Nah, ¿y qué está haciendo aquí si no? Solo y aburrido. Venga, tío, anímate. Cuéntanos algo.
El desconocido se mueve por primera vez, como activado por un resorte. Ha cogido aire, pues es dudoso que antes lo tuviera.
¿Queréis decir a vosotros, muchachos? Sí, sí, ¿por qué no? ¿Qué os parece una anécdota sobre doctos perseguidores de la verdad, perdidos en medio del conticinio nocturno? O no, quizá mejor ciegos bajo el sol del mediodía.
¡Exacto, eso es! ¿Sí? Muy bien.
El desconocido se acomodó en la silla, echando a un lado la bebida que no había tocado.
Su máscara pareció sonreír al inclinarse mientras hundía la barbilla. Por las rendijas oculares sus ojos azules relampaguearon.
Decidme, ¿habéis oído hablar de Randolph Carter? No.
No, claro que no.
Perfecto. Venid, acercaos. Era un hombre astuto y muy inteligente, oriundo de una pequeña ciudad americana llamada Arkham. Pero cuando tenía 30 años, Randolph Carter perdió la llave de la Puerta de los Sueños. Antes de eso, había suplido el prosaísmo de la vida cotidiana con excursiones nocturnas a extrañas ciudades antiguas situadas más allá del espacio y a preciosas e increíbles tierras fértiles al otro lado de mares etéreos.

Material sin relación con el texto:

use serde::Serialize;
use tracing::debug;

use crate::day::Day;
use crate::instant::Instant;
use crate::options::{DefaultSelection, Options, PickMode};
use crate::result::{PickResult, wrap_instants};

/// What a tap did to the selection.
#[derive(Debug, Clone, Copy, PartialEq, Eq, Serialize)]
#[serde(rename_all = "lowercase")]
pub enum SelectOutcome {
    /// Disabled day; nothing changed.
    Ignored,
    Changed,
    /// The pick mode's result is ready to hand back.
    Complete,
}

/// Selected days, kept outside the grids and keyed by day start.
///
/// - Single: at most one day.
/// - Range: `[from]` while picking, then `[from, to]` with `from <= to`.
/// - Multi: any number of days in the order they were picked.
#[derive(Debug, Clone, PartialEq, Eq, Serialize)]
#[serde(rename_all = "camelCase")]
pub struct Selection {
    mode: PickMode,
    days: Vec<Instant>,
}

impl Selection {
    pub fn new(mode: PickMode) -> Self {
        Self {
            mode,
            days: Vec::new(),
        }
    }

    /// Seeds the selection from the resolved default selection.
    pub fn from_options(options: &Options) -> Self {
        let mut selection = Self::new(options.pick_mode);
        match &options.default_selection {
            DefaultSelection::None => {}
            DefaultSelection::Single { date } => selection.days.push(date.start_of_day()),
            DefaultSelection::Range { from, to } => {
                let from = from.or(*to).map(Instant::start_of_day);
                let to = match to {
                    Some(to) => Some(to.start_of_day()),
                    None if options.default_end_date_to_start_date => from,
                    None => None,
                };
                match (from, to) {
                    (Some(from), Some(to)) if to < from => selection.days.extend([to, from]),
                    (Some(from), Some(to)) => selection.days.extend([from, to]),
                    (Some(from), None) => selection.days.push(from),
                    _ => {}
                }
            }
            DefaultSelection::Multi { dates } => {
                for date in dates {
                    let day = date.start_of_day();
                    if !selection.days.contains(&day) {
                        selection.days.push(day);
                    }
                }
            }
        }
        debug!(
            mode = selection.mode.as_key(),
            seeded = selection.days.len(),
            "initialised selection"
        );
        selection
    }

    pub fn mode(&self) -> PickMode {
        self.mode
    }

    pub fn days(&self) -> &[Instant] {
        &self.days
    }

    pub fn is_empty(&self) -> bool {
        self.days.is_empty()
    }

    pub fn clear(&mut self) {
        self.days.clear();
    }

    pub fn is_selected(&self, time: Instant) -> bool {
        self.days.iter().any(|day| day.is_same_day(time))
    }

    /// Strictly inside a finished range, endpoints excluded.
    pub fn in_range(&self, time: Instant) -> bool {
        match (self.mode, self.days.as_slice()) {
            (PickMode::Range, [from, to]) => time.is_after_day(*from) && time.is_before_day(*to),
            _ => false,
        }
    }

    pub fn is_complete(&self) -> bool {
        match self.mode {
            PickMode::Single => self.days.len() == 1,
            PickMode::Range => self.days.len() == 2,
            PickMode::Multi => !self.days.is_empty(),
        }
    }

    /// Applies a tap on `day` under the pick-mode rules.
    pub fn select(&mut self, day: &Day, options: &Options) -> SelectOutcome {
        if day.disabled {
            debug!(time = %day.time, "ignoring tap on disabled day");
            return SelectOutcome::Ignored;
        }

        let time = day.time.start_of_day();
        let outcome = match self.mode {
            PickMode::Single => {
                self.days = vec![time];
                SelectOutcome::Complete
            }
            PickMode::Range => self.select_range(time, options),
            PickMode::Multi => {
                match self.days.iter().position(|d| d.is_same_day(time)) {
                    Some(idx) => {
                        self.days.remove(idx);
                    }
                    None => self.days.push(time),
                }
                SelectOutcome::Changed
            }
        };
        debug!(%time, ?outcome, selected = self.days.len(), "selection updated");
        outcome
    }

    fn select_range(&mut self, time: Instant, options: &Options) -> SelectOutcome {
        match self.days.as_slice() {
            [from] => {
                let from = *from;
                if !time.is_before_day(from) {
                    self.days.push(time);
                    SelectOutcome::Complete
                } else if options.can_backwards_selected {
                    self.days.insert(0, time);
                    SelectOutcome::Complete
                } else {
                    self.days = vec![time];
                    SelectOutcome::Changed
                }
            }
            _ => {
                self.days = vec![time];
                if options.default_end_date_to_start_date {
                    self.days.push(time);
                    SelectOutcome::Complete
                } else {
                    SelectOutcome::Changed
                }
            }
        }
    }

    /// Wraps the current days into the pick-mode shape.
    pub fn to_result(&self) -> Option<PickResult> {
        wrap_instants(&self.days, self.mode)
    }
}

Pero cuando la edad madura le endureció, sintió que esos privilegios se le escabullían poco a poco hasta que, finalmente, los perdió por completo. Sus galeras ya no pudieron remontar el río Ucranos más allá de los dorados chapiteles de Thran. Ni sus caravanas de elefantes pudieron atravesar las fragantes selvas de Kled, donde olvidados palacios de jaspeadas columnas de marfil duermen bajo la luna, hermosos e intactos.

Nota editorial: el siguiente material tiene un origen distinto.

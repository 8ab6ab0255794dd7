//! Wrapping selected days into the shapes handed back to callers.

use chrono::{DateTime, Datelike, FixedOffset, Timelike};
use serde::{Deserialize, Serialize};
use tracing::warn;

use crate::day::Day;
use crate::format;
use crate::instant::Instant;
use crate::options::{DEFAULT_DATE_FORMAT, OutputType, PickMode};

/// Every common view of one instant.
#[derive(Debug, Clone, PartialEq, Eq, Serialize)]
#[serde(rename_all = "camelCase")]
pub struct ResultUnit {
    pub time: Instant,
    /// Whole seconds since the epoch.
    pub unix: i64,
    pub date_obj: DateTime<FixedOffset>,
    /// `YYYY-MM-DD`, independent of the configured date format.
    pub string: String,
    pub years: i32,
    /// 1 to 12.
    pub months: u32,
    pub date: u32,
}

pub fn multi_format(time: Instant) -> ResultUnit {
    ResultUnit {
        time,
        unix: time.unix_seconds(),
        date_obj: time.to_local().fixed_offset(),
        string: format::format_instant(time, DEFAULT_DATE_FORMAT),
        years: time.year(),
        months: time.month(),
        date: time.day(),
    }
}

#[derive(Debug, Clone, PartialEq, Eq, Serialize)]
#[serde(untagged)]
pub enum PickResult {
    Single(ResultUnit),
    Range { from: ResultUnit, to: ResultUnit },
    Multi(Vec<ResultUnit>),
}

/// Shapes `days` for `pick_mode`; `None` when nothing is selected.
///
/// A range with only a start reports the start as both ends.
pub fn wrap_result(days: &[Day], pick_mode: PickMode) -> Option<PickResult> {
    let times: Vec<Instant> = days.iter().map(|day| day.time).collect();
    wrap_instants(&times, pick_mode)
}

pub fn wrap_instants(times: &[Instant], pick_mode: PickMode) -> Option<PickResult> {
    let first = *times.first()?;
    let result = match pick_mode {
        PickMode::Single => PickResult::Single(multi_format(first)),
        PickMode::Range => PickResult::Range {
            from: multi_format(first),
            to: multi_format(times.get(1).copied().unwrap_or(first)),
        },
        PickMode::Multi => PickResult::Multi(times.iter().copied().map(multi_format).collect()),
    };
    Some(result)
}

/// Calendar fields of an instant in the calendar timezone.
#[derive(Debug, Clone, Copy, PartialEq, Eq, Serialize, Deserialize)]
pub struct DateFields {
    pub year: i32,
    pub month: u32,
    pub day: u32,
    pub hour: u32,
    pub minute: u32,
    pub second: u32,
    pub millisecond: u32,
}

impl DateFields {
    pub fn of(time: Instant) -> Self {
        let local = time.to_local();
        Self {
            year: local.year(),
            month: local.month(),
            day: local.day(),
            hour: local.hour(),
            minute: local.minute(),
            second: local.second(),
            millisecond: local.timestamp_subsec_millis(),
        }
    }
}

/// One date in the caller's requested representation.
#[derive(Debug, Clone, PartialEq, Eq, Serialize)]
#[serde(untagged)]
pub enum Payload {
    String(String),
    Date(DateTime<FixedOffset>),
    Time(i64),
    Object(DateFields),
}

impl Payload {
    /// Recovers the instant a payload stands for.
    pub fn to_instant(&self, pattern: &str) -> Option<Instant> {
        match self {
            Self::String(text) => parse_payload(text, pattern),
            Self::Date(dt) => Some(Instant::from_utc(dt.to_utc())),
            Self::Time(ms) => Some(Instant::from_millis(*ms)),
            Self::Object(fields) => {
                let date =
                    chrono::NaiveDate::from_ymd_opt(fields.year, fields.month, fields.day)?;
                let naive = date.and_hms_milli_opt(
                    fields.hour,
                    fields.minute,
                    fields.second,
                    fields.millisecond,
                )?;
                Some(Instant::from_local_datetime(naive))
            }
        }
    }
}

pub fn to_payload(time: Instant, output_type: OutputType, pattern: &str) -> Payload {
    match output_type {
        OutputType::String => Payload::String(format::format_instant(time, pattern)),
        OutputType::JsDate => Payload::Date(time.to_local().fixed_offset()),
        OutputType::Time => Payload::Time(time.millis()),
        OutputType::Object => Payload::Object(DateFields::of(time)),
    }
}

/// Payload counterpart of [`PickResult`].
#[derive(Debug, Clone, PartialEq, Eq, Serialize)]
#[serde(untagged)]
pub enum PayloadResult {
    Single(Payload),
    Range { from: Payload, to: Payload },
    Multi(Vec<Payload>),
}

impl PickResult {
    pub fn to_payloads(&self, output_type: OutputType, pattern: &str) -> PayloadResult {
        let convert = |unit: &ResultUnit| to_payload(unit.time, output_type, pattern);
        match self {
            Self::Single(unit) => PayloadResult::Single(convert(unit)),
            Self::Range { from, to } => PayloadResult::Range {
                from: convert(from),
                to: convert(to),
            },
            Self::Multi(units) => PayloadResult::Multi(units.iter().map(convert).collect()),
        }
    }

    pub fn instants(&self) -> Vec<Instant> {
        match self {
            Self::Single(unit) => vec![unit.time],
            Self::Range { from, to } => vec![from.time, to.time],
            Self::Multi(units) => units.iter().map(|unit| unit.time).collect(),
        }
    }
}

/// Parses a string payload back into an instant.
pub fn parse_payload(text: &str, pattern: &str) -> Option<Instant> {
    let parsed = format::parse_flexible(text, pattern);
    if parsed.is_none() {
        warn!(text, pattern, "payload matched neither the pattern nor ISO 8601");
    }
    parsed
}

#[cfg(test)]
mod tests {
    use super::*;

    fn ymd(year: i32, month: u32, day: u32) -> Instant {
        Instant::from_ymd(year, month, day).expect("valid date")
    }

    #[test]
    fn multi_format_fills_every_field() {
        let time = ymd(2024, 2, 29);
        let unit = multi_format(time);
        assert_eq!(unit.time, time);
        assert_eq!(unit.unix, time.millis() / 1000);
        assert_eq!(unit.string, "2024-02-29");
        assert_eq!((unit.years, unit.months, unit.date), (2024, 2, 29));
        assert_eq!(unit.date_obj.timestamp_millis(), time.millis());
    }

    #[test]
    fn empty_input_wraps_to_none() {
        for mode in [PickMode::Single, PickMode::Range, PickMode::Multi] {
            assert!(wrap_instants(&[], mode).is_none());
        }
    }

    #[test]
    fn range_with_one_day_repeats_it() {
        let Some(PickResult::Range { from, to }) = wrap_instants(&[ymd(2024, 5, 3)], PickMode::Range)
        else {
            panic!("expected a range");
        };
        assert_eq!(from, to);
        assert_eq!(from.date, 3);
    }

    #[test]
    fn single_takes_first_and_multi_keeps_order() {
        let times = [ymd(2024, 5, 9), ymd(2024, 5, 2)];
        assert_eq!(
            wrap_instants(&times, PickMode::Single),
            Some(PickResult::Single(multi_format(times[0])))
        );
        let Some(PickResult::Multi(units)) = wrap_instants(&times, PickMode::Multi) else {
            panic!("expected multi");
        };
        let days: Vec<u32> = units.iter().map(|u| u.date).collect();
        assert_eq!(days, vec![9, 2]);
    }

    #[test]
    fn payloads_follow_output_type() {
        let time = ymd(2024, 7, 4);
        assert_eq!(
            to_payload(time, OutputType::String, "DD/MM/YYYY"),
            Payload::String("04/07/2024".to_string())
        );
        assert_eq!(to_payload(time, OutputType::Time, ""), Payload::Time(time.millis()));
        let Payload::Object(fields) = to_payload(time, OutputType::Object, "") else {
            panic!("expected object");
        };
        assert_eq!((fields.year, fields.month, fields.day, fields.hour), (2024, 7, 4, 0));
        let Payload::Date(dt) = to_payload(time, OutputType::JsDate, "") else {
            panic!("expected date");
        };
        assert_eq!(dt.timestamp_millis(), time.millis());
    }

    #[test]
    fn payloads_convert_back_to_instants() {
        let time = ymd(2024, 7, 4);
        for output in [
            OutputType::String,
            OutputType::JsDate,
            OutputType::Time,
            OutputType::Object,
        ] {
            let payload = to_payload(time, output, "DD/MM/YYYY");
            assert_eq!(payload.to_instant("DD/MM/YYYY"), Some(time), "{output:?}");
        }
    }

    #[test]
    fn parse_payload_falls_back_to_iso() {
        assert_eq!(parse_payload("2024-07-04", "DD/MM/YYYY"), Some(ymd(2024, 7, 4)));
        assert_eq!(parse_payload("04/07/2024", "DD/MM/YYYY"), Some(ymd(2024, 7, 4)));
        assert_eq!(parse_payload("tomorrow", "DD/MM/YYYY"), None);
    }

    #[test]
    fn range_payloads_keep_shape() {
        let result = wrap_instants(&[ymd(2024, 1, 1), ymd(2024, 1, 9)], PickMode::Range)
            .expect("non-empty");
        let payloads = result.to_payloads(OutputType::Time, "");
        assert_eq!(
            payloads,
            PayloadResult::Range {
                from: Payload::Time(ymd(2024, 1, 1).millis()),
                to: Payload::Time(ymd(2024, 1, 9).millis()),
            }
        );
        assert_eq!(result.instants(), vec![ymd(2024, 1, 1), ymd(2024, 1, 9)]);
    }
}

Había leído mucho acerca de las cosas reales y había hablado con demasiada gente. Los filósofos, siempre bien intencionados, le habían enseñado a examinar las relaciones lógicas de las cosas y a analizar los procesos que originaban sus pensamientos y sus quimeras. Su capacidad de asombro, en consecuencia, había desaparecido. Y había olvidado que toda la vida no es más que un conjunto de imágenes en nuestro cerebro. Y que no hay ninguna diferencia entre las que son fruto de las cosas reales y las que son fruto de las cosas reales.